Attachment #8373810 -
Flags: review?(roc)
Attachment #8373810 -
Flags: review?(nical.bugzilla)
Assignee | ||
Comment 2•10 years ago
|
||
Matt is a good reviewer for these patches, too ---I don't know whom exactly to get a review from, for these patches.
I think it makes sense that we should verify the tree structure of the shadow tree. (I'm not sure I agree this is a high enough priority to work on now, but I'll accept that someone has determined that.) I think doing these piecemeal checks is not the right way to go; I don't think it catches all possible errors, and even if we fix that, it'll complex to prove that it does. Instead in LayerTransactionParent::RecvUpdate, after processing all the edits, but before calling EndTransaction, we should just verify that the shadow tree is actually a tree. (Maybe skip this verification if there were no edits that affect layer tree structure.) You could do this with an pre-order traversal of the tree, keeping track of which layers you've already seen and checking you never see the same layer twice. You should also traverse MaskLayers when you do this. If you detect an error, we should terminate the child process, preferably with a crash report for it. It sounds like your IPC error does that?
Assignee | ||
Comment 4•10 years ago
|
||
(In reply to Robert O'Callahan (:roc) (Mozilla Corporation) from comment #3) > I think it makes sense that we should verify the tree structure of the > shadow tree. (I'm not sure I agree this is a high enough priority to work on > now, but I'll accept that someone has determined that.) Sorry, I should have detailed the context for this.
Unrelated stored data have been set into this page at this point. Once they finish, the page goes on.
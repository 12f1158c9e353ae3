//! Best-effort animated export.
//!
//! [`GifExporter`] renders each frame into an animated GIF with plotters: the
//! four chart panels with their captions, the statistics readout beside them,
//! and a labelled progress bar underneath. Text uses a bundled DejaVu Sans
//! Mono face so no system fonts are needed. [`FrameRecorder`] wraps any
//! [`FrameSink`] and turns sink failures into a stored message: once a write
//! fails the recorder stops exporting, logs a warning and lets the run carry on.

use std::error::Error as StdError;
use std::path::{Path, PathBuf};
use std::sync::OnceLock;

use plotters::coord::Shift;
use plotters::coord::cartesian::Cartesian2d;
use plotters::coord::types::RangedCoordf64;
use plotters::prelude::*;
use plotters::style::register_font;
use thiserror::Error;

use crate::charts::{CdfChart, ChartSet, HistogramChart, QqChart, TimeSeriesChart};
use crate::config::RunConfig;
use crate::milestone::Milestone;
use crate::report;
use crate::simulation::TickReport;
use crate::snapshot::StatisticsSnapshot;

#[derive(Debug, Error)]
pub enum ExportError {
    #[error("cannot create {path}: {message}")]
    Create { path: PathBuf, message: String },
    #[error("failed to render frame {frame}: {message}")]
    Render { frame: usize, message: String },
    #[error("failed to finalize {path}: {message}")]
    Finish { path: PathBuf, message: String },
    #[error("bundled font could not be loaded")]
    Font,
}

/// One rendered step of the animation.
#[derive(Debug, Clone, Copy)]
pub struct Frame<'a> {
    pub charts: &'a ChartSet,
    pub stats: &'a StatisticsSnapshot,
    /// Annotated on the histogram panel when set.
    pub milestone: Option<Milestone>,
    pub max_count: usize,
}

impl<'a> Frame<'a> {
    pub fn from_tick(report: &'a TickReport, max_count: usize) -> Self {
        Self {
            charts: &report.charts,
            stats: &report.stats,
            milestone: report.milestone,
            max_count,
        }
    }

    /// Fraction of `max_count` reached, in `[0, 1]`.
    pub fn progress(&self) -> f64 {
        if self.max_count == 0 {
            return 1.0;
        }
        (self.stats.n as f64 / self.max_count as f64).min(1.0)
    }
}

/// Destination for animation frames.
pub trait FrameSink {
    fn write_frame(&mut self, frame: &Frame<'_>) -> Result<(), ExportError>;

    /// Flush and close the output. Returns the number of frames written.
    fn finish(self: Box<Self>) -> Result<usize, ExportError>;
}

// ---------------------------------------------------------------------------
// Rendering
// ---------------------------------------------------------------------------

type Plot<'a, DB> = ChartContext<'a, DB, Cartesian2d<RangedCoordf64, RangedCoordf64>>;
type DrawResult = Result<(), Box<dyn StdError>>;

const FONT_FAMILY: &str = "DejaVu Sans Mono";
static FONT_BYTES: &[u8] = include_bytes!("../assets/DejaVuSansMono.ttf");

const GRID_LINES: usize = 5;
/// Monospace advance width as a fraction of the font size.
const GLYPH_WIDTH: f64 = 0.62;

const MILESTONE_COLOR: RGBColor = RGBColor(170, 60, 0);

/// Register the bundled face with plotters. Later calls reuse the first result.
fn ensure_font() -> Result<(), ExportError> {
    static REGISTERED: OnceLock<bool> = OnceLock::new();
    let ok = *REGISTERED
        .get_or_init(|| register_font(FONT_FAMILY, FontStyle::Normal, FONT_BYTES).is_ok());
    if ok { Ok(()) } else { Err(ExportError::Font) }
}

/// Pixel sizes derived from the frame height.
#[derive(Debug, Clone, Copy)]
struct Scale {
    text: f64,
    caption: f64,
    margin: i32,
}

impl Scale {
    fn for_height(height: u32) -> Self {
        let text = (f64::from(height) / 48.0).max(7.0);
        Self {
            text,
            caption: text * 1.15,
            margin: (height / 90).max(3) as i32,
        }
    }

    fn font(&self, size: f64, color: &RGBColor) -> TextStyle<'static> {
        (FONT_FAMILY, size).into_font().color(color)
    }
}

/// Draw one frame onto `root`: charts on the left, statistics readout on the
/// right, progress bar along the bottom. Does not present the area.
pub fn render_frame<DB>(root: &DrawingArea<DB, Shift>, frame: &Frame<'_>) -> DrawResult
where
    DB: DrawingBackend,
    DB::ErrorType: 'static,
{
    ensure_font()?;
    root.fill(&WHITE)?;
    let (width, height) = root.dim_in_pixel();
    let scale = Scale::for_height(height);

    let footer = (height / 14).max(12);
    let (body, bar) = root.split_vertically(height.saturating_sub(footer));
    let (plots, side) = body.split_horizontally(width * 7 / 10);

    let panels = plots.split_evenly((2, 2));
    draw_histogram(&panels[0], &frame.charts.histogram, frame.milestone, scale)?;
    draw_time_series(&panels[1], &frame.charts.time_series, scale)?;
    draw_qq(&panels[2], &frame.charts.qq, scale)?;
    draw_cdf(&panels[3], &frame.charts.cdf, scale)?;
    draw_readout(&side, frame.stats, scale)?;
    draw_progress(&bar, frame, scale)?;
    Ok(())
}

fn outline<DB>(area: &DrawingArea<DB, Shift>) -> DrawResult
where
    DB: DrawingBackend,
    DB::ErrorType: 'static,
{
    let (w, h) = area.dim_in_pixel();
    area.draw(&Rectangle::new(
        [(0, 0), (w as i32 - 1, h as i32 - 1)],
        BLACK.mix(0.3),
    ))?;
    Ok(())
}

fn plot<'a, DB>(
    area: &'a DrawingArea<DB, Shift>,
    title: &str,
    (x0, x1): (f64, f64),
    (y0, y1): (f64, f64),
    scale: Scale,
) -> Result<Plot<'a, DB>, Box<dyn StdError>>
where
    DB: DrawingBackend,
    DB::ErrorType: 'static,
{
    outline(area)?;
    let mut chart = ChartBuilder::on(area)
        .caption(title, scale.font(scale.caption, &BLACK))
        .margin(scale.margin)
        .build_cartesian_2d(x0..x1, y0..y1)?;
    for i in 0..=GRID_LINES {
        let t = i as f64 / GRID_LINES as f64;
        let x = x0 + t * (x1 - x0);
        let y = y0 + t * (y1 - y0);
        chart.draw_series(std::iter::once(PathElement::new(
            vec![(x, y0), (x, y1)],
            BLACK.mix(0.1),
        )))?;
        chart.draw_series(std::iter::once(PathElement::new(
            vec![(x0, y), (x1, y)],
            BLACK.mix(0.1),
        )))?;
    }
    Ok(chart)
}

/// Text anchored near the top-left corner of the plotting range.
fn corner_note<DB>(
    chart: &mut Plot<'_, DB>,
    text: String,
    (x0, x1): (f64, f64),
    (y0, y1): (f64, f64),
    style: TextStyle<'static>,
) -> DrawResult
where
    DB: DrawingBackend,
    DB::ErrorType: 'static,
{
    let at = (x0 + 0.03 * (x1 - x0), y1 - 0.03 * (y1 - y0));
    chart.draw_series(std::iter::once(Text::new(text, at, style)))?;
    Ok(())
}

fn hline<DB>(chart: &mut Plot<'_, DB>, (x0, x1): (f64, f64), y: f64, style: ShapeStyle) -> DrawResult
where
    DB: DrawingBackend,
    DB::ErrorType: 'static,
{
    chart.draw_series(std::iter::once(PathElement::new(vec![(x0, y), (x1, y)], style)))?;
    Ok(())
}

fn draw_histogram<DB>(
    area: &DrawingArea<DB, Shift>,
    h: &HistogramChart,
    milestone: Option<Milestone>,
    scale: Scale,
) -> DrawResult
where
    DB: DrawingBackend,
    DB::ErrorType: 'static,
{
    let xr = h.x_bounds();
    let yr = (0.0, h.y_max() * 1.15);
    let mut chart = plot(area, "Histogram vs theoretical pdf", xr, yr, scale)?;
    chart.draw_series(h.bins.iter().map(|b| {
        Rectangle::new([(b.left, 0.0), (b.right, b.density)], BLUE.mix(0.45).filled())
    }))?;
    if let Some(pdf) = &h.theoretical {
        chart.draw_series(LineSeries::new(pdf.iter().copied(), RED.stroke_width(2)))?;
    }
    if let Some(kde) = &h.smoothed {
        chart.draw_series(LineSeries::new(kde.iter().copied(), GREEN.stroke_width(2)))?;
    }
    if let Some(m) = milestone {
        let style = scale.font(scale.text, &MILESTONE_COLOR);
        corner_note(&mut chart, m.label().to_string(), xr, yr, style)?;
    }
    Ok(())
}

fn draw_time_series<DB>(area: &DrawingArea<DB, Shift>, ts: &TimeSeriesChart, scale: Scale) -> DrawResult
where
    DB: DrawingBackend,
    DB::ErrorType: 'static,
{
    let xr = (0.0, (ts.len().max(2) - 1) as f64);
    let (lo, hi) = ts.y_bounds();
    let pad = 0.05 * (hi - lo);
    let mut chart = plot(area, "Samples over time", xr, (lo - pad, hi + pad), scale)?;
    chart.draw_series(
        ts.previous
            .iter()
            .map(|&p| Circle::new(p, 1, BLUE.mix(0.5).filled())),
    )?;
    chart.draw_series(ts.recent.iter().map(|&p| Circle::new(p, 2, RED.filled())))?;
    hline(&mut chart, xr, ts.mean, BLACK.stroke_width(1))?;
    hline(&mut chart, xr, ts.upper, RED.mix(0.6).stroke_width(1))?;
    hline(&mut chart, xr, ts.lower, RED.mix(0.6).stroke_width(1))?;
    Ok(())
}

fn draw_qq<DB>(area: &DrawingArea<DB, Shift>, qq: &QqChart, scale: Scale) -> DrawResult
where
    DB: DrawingBackend,
    DB::ErrorType: 'static,
{
    let (xr, yr) = qq.bounds();
    let mut chart = plot(area, "Normal Q-Q", xr, yr, scale)?;
    chart.draw_series(
        qq.points
            .iter()
            .map(|&p| Circle::new(p, 2, BLUE.mix(0.7).filled())),
    )?;
    if let Some(line) = qq.fit_line() {
        chart.draw_series(LineSeries::new(line, RED.stroke_width(2)))?;
    }
    if let Some(r2) = qq.r_squared {
        corner_note(&mut chart, format!("R² = {r2:.4}"), xr, yr, scale.font(scale.text, &BLACK))?;
    }
    Ok(())
}

fn draw_cdf<DB>(area: &DrawingArea<DB, Shift>, cdf: &CdfChart, scale: Scale) -> DrawResult
where
    DB: DrawingBackend,
    DB::ErrorType: 'static,
{
    let xr = cdf.x_bounds();
    let mut chart = plot(area, "Empirical vs theoretical CDF", xr, (-0.02, 1.02), scale)?;
    chart.draw_series(cdf.gap.iter().map(|&(x, e, t)| {
        PathElement::new(vec![(x, e), (x, t)], MAGENTA.mix(0.2))
    }))?;
    chart.draw_series(LineSeries::new(
        cdf.theoretical.iter().copied(),
        RED.stroke_width(2),
    ))?;
    // Step curve: hold each level until the next order statistic.
    let mut steps = Vec::with_capacity(cdf.empirical.len() * 2 + 1);
    let mut level = 0.0;
    for &(x, y) in &cdf.empirical {
        steps.push((x, level));
        steps.push((x, y));
        level = y;
    }
    chart.draw_series(LineSeries::new(steps, BLUE.stroke_width(2)))?;
    corner_note(
        &mut chart,
        format!("max gap = {:.3}", cdf.max_gap()),
        xr,
        (-0.02, 1.02),
        scale.font(scale.text, &BLACK),
    )?;
    Ok(())
}

fn draw_readout<DB>(area: &DrawingArea<DB, Shift>, stats: &StatisticsSnapshot, scale: Scale) -> DrawResult
where
    DB: DrawingBackend,
    DB::ErrorType: 'static,
{
    outline(area)?;
    let (width, _) = area.dim_in_pixel();
    let pad = scale.margin * 2;
    let lines = report::stats_lines(stats);

    // Shrink the face until the longest line fits the panel width.
    let longest = lines.iter().map(|l| l.chars().count()).max().unwrap_or(1).max(1);
    let fit = f64::from(width.saturating_sub(2 * pad as u32)) / (GLYPH_WIDTH * longest as f64);
    let size = scale.text.min(fit).max(4.0);
    let step = (size * 1.5).round() as i32;

    area.draw_text("Statistics", &scale.font(scale.caption, &BLACK), (pad, pad))?;
    let mut y = pad + (scale.caption * 2.0).round() as i32;
    let style = scale.font(size, &BLACK);
    for line in &lines {
        area.draw_text(line, &style, (pad, y))?;
        y += step;
    }
    Ok(())
}

fn draw_progress<DB>(area: &DrawingArea<DB, Shift>, frame: &Frame<'_>, scale: Scale) -> DrawResult
where
    DB: DrawingBackend,
    DB::ErrorType: 'static,
{
    let (w, h) = area.dim_in_pixel();
    let filled = (frame.progress() * f64::from(w)).round() as i32;
    area.fill(&BLACK.mix(0.08))?;
    area.draw(&Rectangle::new([(0, 0), (filled, h as i32)], GREEN.mix(0.7).filled()))?;

    let size = scale.text.min(f64::from(h) * 0.7);
    let label = format!(
        "Progress {}",
        report::progress_label(frame.stats.n, frame.max_count)
    );
    let y = ((f64::from(h) - size) / 2.0).max(0.0).round() as i32;
    area.draw_text(&label, &scale.font(size, &BLACK), (scale.margin * 2, y))?;
    Ok(())
}

// ---------------------------------------------------------------------------
// GIF
// ---------------------------------------------------------------------------

/// Animated GIF writer.
pub struct GifExporter {
    root: DrawingArea<BitMapBackend<'static>, Shift>,
    path: PathBuf,
    frames: usize,
}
I'm fuzzing Gfx IPC protocols. See https://intranet.mozilla.org/User:Bjacob@mozilla.com/Gfx_IPC_fuzzing (this page is private because it contains information about security bugs). As part of that, I have to fix the bugs that I find, otherwise I can't continue fuzzing (I keep hitting over and over again the bugs that I haven't fixed). > I think doing these piecemeal checks is not the right way to go; Note that the first patch here is just in-place changing NS_ASSERTION(cond, msg) to if(!cond) { NS_ERROR(msg); return false; } --- the piecemeal nature of the checks is unchanged. > I don't > think it catches all possible errors, and even if we fix that, it'll complex > to prove that it does. Instead in LayerTransactionParent::RecvUpdate, after > processing all the edits, but before calling EndTransaction, we should just > verify that the shadow tree is actually a tree. That sounds like a very good idea: a complete verification of state at a given time is indeed a lot easier to reason about than a collection of piecemeal checks of incremental state changes. One thing worries me though: not validating incremental changes immediately in InsertAfter means allowing a bad client to temporarily corrupt parent-side state. Temporarily here means: between the time of the bad InsertAfter call and the time when the parent does post-child-termination cleanup. Now we need to reason about why this temporary bad state might not last long enough to be harmful. In particular, how confident are we that the compositing thread, which is a different thread than the IPC thread, won't try to composite during the lapse of time where the parent-side layers tree is bad, then possibly hitting e.g. bug 967989 again? It seems, then, that we have to stick to always validating client-issued layer tree updates before executing them on the parent side, right? But I totally agree that full non-incremental state verification as you describe is a lot more provable and we should probably do that. Should we do both kinds of checks, then?
Assignee | ||
Comment 5•10 years ago
|
||
Note that implicit in this conversation is that once we agree about what to do about these InsertAfter operations, we'll apply the same solution to other layer tree updates (RemoveChild and Reposition...).
Assignee | ||
Comment 6•10 years ago
|
||
Just hit this. This is with the present patches applied. I still crash in a InsertAfter operation, accessing an already-destroyed Layer. This Layer was just destroyed by a RemoveChild operation. A single RecvUpdate can proceed an entire "changeset" which can contain multiple Edits. We loop over all Edits and handle them, before we get to calling EndTransaction. A bad RemoveChild Edit could be followed by a InsertAfter Edit within the same Changeset. That could be what happened there (what I don't know is if here the bad RemoveChild was part of the same changeset as the InsertAfter that is crashing). To prevent such crashes, we have to validate each Edit before processing the next one.
Assignee | ||
Updated•10 years ago
|
Attachment #8373996 -
Attachment description: Faulty session showing why we can't do without immediate validation of layer tree updates → Faulty session showing why we can't do without immediate validation of each Edit
Assignee | ||
Comment 7•10 years ago
|
||
And, oops, use-after-free in this Faulty/ASan log makes this security sensitive.
Group: core-security
Assignee | ||
Updated•10 years ago
|
Summary: ContainerLayer::InsertAfter needs graceful, runtime error handling, even in release builds → ContainerLayer::InsertAfter, RemoveChild, and other tree updates need graceful, runtime error handling, even in release builds
Updated•10 years ago
|
Attachment #8373805 -
Flags: review?(nical.bugzilla) → review+
Updated•10 years ago
|
Attachment #8373810 -
Flags: review?(nical.bugzilla) → review+
Comment 9•10 years ago
|
||
While I agree with roc that it would be good to validate the state at the end of the transaction, I also really like it when the error is caught as early as possible, because it makes debugging much easier, and also because, as bjacob mentioned, it can be hard to survive the entire transaction with a messed up state. We could do both types of checks, but I would like to have at least the early ones.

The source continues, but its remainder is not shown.